(Dataset entries)
┏━━

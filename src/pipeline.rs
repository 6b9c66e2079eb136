use tracing::debug;

use crate::aggregate::aggregate;
use crate::models::ImportResult;
use crate::rows::process_row;
use crate::validate::validate_header;
use crate::workbook::Cell;

// Structural gate, per-row processing, aggregation. Pure function of the
// grid; every call builds a fresh result.
pub fn run_import(grid: &[Vec<Cell>]) -> ImportResult {
    let Some((header_cells, data_rows)) = grid.split_first() else {
        return ImportResult {
            total_rows: 0,
            valid_respondents: 0,
            invalid_rows: 0,
            errors: vec!["spreadsheet is empty (no header row)".to_string()],
            warnings: Vec::new(),
            respondents: Vec::new(),
            aggregates: aggregate(&[]),
        };
    };

    let header: Vec<String> = header_cells.iter().map(Cell::as_text).collect();
    let report = validate_header(&header);

    // Fully blank rows (padding in hand-edited sheets) are not data and
    // are not counted, but they keep their sheet position so row numbers
    // in messages stay accurate.
    let is_blank_row = |row: &Vec<Cell>| row.iter().all(Cell::is_blank);
    let total_rows = data_rows.iter().filter(|row| !is_blank_row(row)).count();

    // Structural errors gate the whole import: no row is processed.
    if report.is_blocking() {
        return ImportResult {
            total_rows,
            valid_respondents: 0,
            invalid_rows: 0,
            errors: report.errors,
            warnings: report.warnings,
            respondents: Vec::new(),
            aggregates: aggregate(&[]),
        };
    }

    let mut errors = report.errors;
    let warnings = report.warnings;
    let mut respondents = Vec::new();
    let mut invalid_rows = 0;

    for (i, row) in data_rows.iter().enumerate() {
        if is_blank_row(row) {
            continue;
        }
        // Row numbers in messages are sheet positions; the header is row 0.
        match process_row(&header, row.as_slice(), i + 1) {
            Ok(respondent) => respondents.push(respondent),
            Err(mut row_errors) => {
                debug!(row = i + 1, problems = row_errors.len(), "row rejected");
                invalid_rows += 1;
                errors.append(&mut row_errors);
            }
        }
    }

    let aggregates = aggregate(&respondents);
    ImportResult {
        total_rows,
        valid_respondents: respondents.len(),
        invalid_rows,
        errors,
        warnings,
        respondents,
        aggregates,
    }
}

#[cfg(test)]
mod tests {
    use super::*;
    use crate::schema::{self, Pillar, QuestionDefinition, METADATA_COLUMNS};

    fn header_row() -> Vec<Cell> {
        METADATA_COLUMNS
            .iter()
            .map(|c| Cell::Text(c.to_string()))
            .chain(
                schema::questions()
                    .iter()
                    .map(|q| Cell::Text(q.canonical_text.to_string())),
            )
            .collect()
    }

    fn data_row(name: &str, score_for: impl Fn(&QuestionDefinition) -> Cell) -> Vec<Cell> {
        let mut row = vec![
            Cell::Text(format!("id-{name}")),
            Cell::Text(format!("{name}@example.com")),
            Cell::Text(name.to_string()),
            Cell::Text("Acme".to_string()),
            Cell::Text("Varejo".to_string()),
            Cell::Text("Sim".to_string()),
            Cell::Text("2 QAs".to_string()),
            Cell::Text("Produto".to_string()),
        ];
        for question in schema::questions() {
            row.push(score_for(question));
        }
        row
    }

    fn uniform_data_row(name: &str, score: u8) -> Vec<Cell> {
        data_row(name, |q| {
            if q.is_textual {
                Cell::Text("Funcional".to_string())
            } else {
                Cell::Number(f64::from(score))
            }
        })
    }

    #[test]
    fn missing_question_column_blocks_all_rows() {
        let mut header = header_row();
        let dropped = match header.remove(20) {
            Cell::Text(s) => s,
            other => panic!("unexpected header cell {other:?}"),
        };
        let mut row = uniform_data_row("ana", 3);
        row.remove(20);

        let result = run_import(&[header, row]);
        assert_eq!(result.valid_respondents, 0);
        assert_eq!(result.invalid_rows, 0);
        assert!(result.respondents.is_empty());
        let label = schema::short_label(&dropped);
        assert!(
            result.errors.iter().any(|e| e.contains(&label)),
            "expected an error naming {label:?}"
        );
    }

    #[test]
    fn one_bad_row_never_discards_its_neighbors() {
        let mut bad = uniform_data_row("bruno", 3);
        bad[8] = Cell::Number(7.0);
        let grid = vec![
            header_row(),
            uniform_data_row("ana", 4),
            bad,
            uniform_data_row("carla", 2),
        ];

        let result = run_import(&grid);
        assert_eq!(result.total_rows, 3);
        assert_eq!(result.valid_respondents, 2);
        assert_eq!(result.invalid_rows, 1);
        assert!(result.errors.iter().any(|e| e.contains("\"7\"")));
        let names: Vec<&str> = result
            .respondents
            .iter()
            .map(|r| r.display_name.as_str())
            .collect();
        assert_eq!(names, vec!["ana", "carla"]);
    }

    #[test]
    fn full_import_scores_pillars_end_to_end() {
        let respondent_row = |name: &str| {
            data_row(name, |q| {
                if q.is_textual {
                    return Cell::Text("Funcional;API".to_string());
                }
                match q.pillar {
                    Pillar::Lideranca => Cell::Number(5.0),
                    Pillar::TestesAutomatizados => Cell::Number(0.0),
                    _ => Cell::Number(3.0),
                }
            })
        };
        let grid = vec![
            header_row(),
            respondent_row("ana"),
            respondent_row("bruno"),
            respondent_row("carla"),
        ];

        let result = run_import(&grid);
        assert_eq!(result.valid_respondents, 3);
        assert!(result.errors.is_empty());

        let aggregates = &result.aggregates;
        assert_eq!(aggregates.mean_by_pillar[&Pillar::Lideranca], 5.0);
        assert_eq!(aggregates.mean_by_pillar[&Pillar::TestesAutomatizados], 0.0);
        assert_eq!(aggregates.top_strong_pillars[0], Pillar::Lideranca);
        assert_eq!(aggregates.top_weak_pillars[0], Pillar::TestesAutomatizados);

        for respondent in &result.respondents {
            assert!(respondent.strengths.contains(&Pillar::Lideranca));
            assert!(respondent.weaknesses.contains(&Pillar::TestesAutomatizados));
        }

        let funcional = aggregates
            .top_testing_modalities
            .iter()
            .find(|m| m.modality == "Funcional")
            .expect("Funcional should be counted");
        assert_eq!(funcional.count, 3);
        assert_eq!(funcional.percentage, 100);
    }

    #[test]
    fn header_only_file_is_a_valid_empty_result() {
        let result = run_import(&[header_row()]);
        assert_eq!(result.total_rows, 0);
        assert_eq!(result.valid_respondents, 0);
        assert_eq!(result.invalid_rows, 0);
        assert!(result.errors.is_empty());
        for pillar in Pillar::ALL {
            assert_eq!(result.aggregates.mean_by_pillar[&pillar], 0.0);
        }
    }

    #[test]
    fn blank_padding_rows_are_ignored() {
        let blank = vec![Cell::Empty; 99];
        let grid = vec![header_row(), uniform_data_row("ana", 3), blank];
        let result = run_import(&grid);
        assert_eq!(result.total_rows, 1);
        assert_eq!(result.valid_respondents, 1);
    }

    #[test]
    fn row_numbers_stay_sheet_accurate_across_blank_rows() {
        let blank = vec![Cell::Empty; 99];
        let mut bad = uniform_data_row("bruno", 3);
        bad[8] = Cell::Number(7.0);
        // Sheet layout: header = 0, ana = 1, blank = 2, bruno = 3.
        let grid = vec![header_row(), uniform_data_row("ana", 3), blank, bad];

        let result = run_import(&grid);
        assert_eq!(result.total_rows, 2);
        assert_eq!(result.valid_respondents, 1);
        assert_eq!(result.invalid_rows, 1);
        assert!(
            result.errors.iter().any(|e| e.contains("row 3")),
            "{:?}",
            result.errors
        );
    }

    #[test]
    fn empty_grid_reports_missing_header() {
        let result = run_import(&[]);
        assert_eq!(result.total_rows, 0);
        assert!(result.errors.iter().any(|e| e.contains("no header row")));
    }

    #[test]
    fn import_result_serializes_pillars_as_names() {
        let grid = vec![header_row(), uniform_data_row("ana", 4)];
        let result = run_import(&grid);
        let json = serde_json::to_value(&result).unwrap();
        let means = json["aggregates"]["mean_by_pillar"]
            .as_object()
            .expect("mean_by_pillar should be an object");
        assert!(means.contains_key("Liderança"));
        assert!(means.contains_key("Testes Automatizados"));
    }
}
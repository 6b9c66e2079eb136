use std::fmt::Write;

use crate::models::ImportResult;
use crate::schema::Pillar;

pub fn maturity_band(mean: f64) -> &'static str {
    if mean < 1.0 {
        "Agnóstico"
    } else if mean < 2.0 {
        "Inicialização"
    } else if mean < 3.0 {
        "Consciência"
    } else if mean < 4.0 {
        "Experiência"
    } else {
        "Domínio"
    }
}

pub fn build_report(source: &str, result: &ImportResult) -> String {
    let mut output = String::new();

    let _ = writeln!(output, "# QualityScore Import Report");
    let _ = writeln!(
        output,
        "Source: {} ({} rows, {} valid, {} rejected)",
        source, result.total_rows, result.valid_respondents, result.invalid_rows
    );

    let _ = writeln!(output);
    let _ = writeln!(output, "## Pillar Maturity");
    if result.valid_respondents == 0 {
        let _ = writeln!(output, "No valid respondents in this file.");
    } else {
        for pillar in Pillar::ALL {
            let mean = result.aggregates.mean_by_pillar[&pillar];
            let _ = writeln!(output, "- {pillar}: {mean:.1} ({})", maturity_band(mean));
        }
    }

    if !result.aggregates.top_strong_pillars.is_empty() {
        let _ = writeln!(output);
        let _ = writeln!(output, "## Strengths and Weaknesses");
        let strong: Vec<String> = result
            .aggregates
            .top_strong_pillars
            .iter()
            .map(|p| p.to_string())
            .collect();
        let weak: Vec<String> = result
            .aggregates
            .top_weak_pillars
            .iter()
            .map(|p| p.to_string())
            .collect();
        let _ = writeln!(output, "- Strongest pillars: {}", strong.join(", "));
        let _ = writeln!(output, "- Weakest pillars: {}", weak.join(", "));
    }

    if !result.aggregates.top_testing_modalities.is_empty() {
        let _ = writeln!(output);
        let _ = writeln!(output, "## Testing Modalities");
        for modality in &result.aggregates.top_testing_modalities {
            // count is token mentions, not distinct respondents.
            let _ = writeln!(
                output,
                "- {}: {} mentions ({}%)",
                modality.modality, modality.count, modality.percentage
            );
        }
    }

    if !result.respondents.is_empty() {
        let _ = writeln!(output);
        let _ = writeln!(output, "## Respondents");
        for respondent in &result.respondents {
            let overall: f64 = respondent.mean_by_pillar.values().sum::<f64>()
                / respondent.mean_by_pillar.len() as f64;
            let _ = writeln!(
                output,
                "- {} ({}, {}): overall {:.1}, {} strengths, {} weaknesses",
                respondent.display_name,
                respondent.email,
                respondent.company_name,
                overall,
                respondent.strengths.len(),
                respondent.weaknesses.len()
            );
        }
    }

    if !result.errors.is_empty() || !result.warnings.is_empty() {
        let _ = writeln!(output);
        let _ = writeln!(output, "## Problems");
        for warning in &result.warnings {
            let _ = writeln!(output, "- warning: {warning}");
        }
        for error in &result.errors {
            let _ = writeln!(output, "- error: {error}");
        }
    }

    output
}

┗━━

From the entries above, extract each line containing "rejected".

### Exercise solution
                debug!(row = i + 1, problems = row_errors.len(), "row rejected");
        "Source: {} ({} rows, {} valid, {} rejected)",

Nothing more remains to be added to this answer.